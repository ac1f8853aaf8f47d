// Copyright (c) 2025 Steve Wagner (ciroque@live.com)
// SPDX-License-Identifier: MIT

//! Errors for resolving catalog flow selectors into flow factories.

use std::error::Error;
use std::fmt;

/// Errors that can occur while building a flow factory from a catalog entry
#[derive(Debug, Clone, PartialEq)]
pub enum FlowFactoryError {
    /// The catalog names a flow that no factory knows about
    UnknownFlow { profile_name: String, flow: String },

    /// The flow exists but its options are missing or malformed
    InvalidOptions {
        profile_name: String,
        flow: String,
        reason: String,
    },
}

impl fmt::Display for FlowFactoryError {
    fn fmt(&self, f: &mut fmt::Formatter<'_>) -> fmt::Result {
        match self {
            FlowFactoryError::UnknownFlow { profile_name, flow } => {
                write!(
                    f,
                    "Profile '{}' uses unknown flow '{}'",
                    profile_name, flow
                )
            }
            FlowFactoryError::InvalidOptions {
                profile_name,
                flow,
                reason,
            } => {
                write!(
                    f,
                    "Invalid options for '{}' flow in profile '{}': {}",
                    flow, profile_name, reason
                )
            }
        }
    }
}

impl Error for FlowFactoryError {}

* * * * * * * * *

- [WORK REQUEST]:
Could you restate every entry verbatim, please?

- [OUTPUT FOR THIS TASK]:
repository ac1f8853aaf8f47d
// Copyright (c) 2025 Steve Wagner (ciroque@live.com)
// SPDX-License-Identifier: MIT

//! Errors for resolving catalog flow selectors into flow factories.

use std::error::Error;
use std::fmt;

/// Errors that can occur while building a flow factory from a catalog entry
#[derive(Debug, Clone, PartialEq)]
pub enum FlowFactoryError {
    /// The catalog names a flow that no factory knows about
    UnknownFlow { profile_name: String, flow: String },

    /// The flow exists but its options are missing or malformed
    InvalidOptions {
        profile_name: String,
        flow: String,
        reason: String,
    },
}

impl fmt::Display for FlowFactoryError {
    fn fmt(&self, f: &mut fmt::Formatter<'_>) -> fmt::Result {
        match self {
            FlowFactoryError::UnknownFlow { profile_name, flow } => {
                write!(
                    f,
                    "Profile '{}' uses unknown flow '{}'",
                    profile_name, flow
                )
            }
            FlowFactoryError::InvalidOptions {
                profile_name,
                flow,
                reason,
            } => {
                write!(
                    f,
                    "Invalid options for '{}' flow in profile '{}': {}",
                    flow, profile_name, reason
                )
            }
        }
    }
}

impl Error for FlowFactoryError {}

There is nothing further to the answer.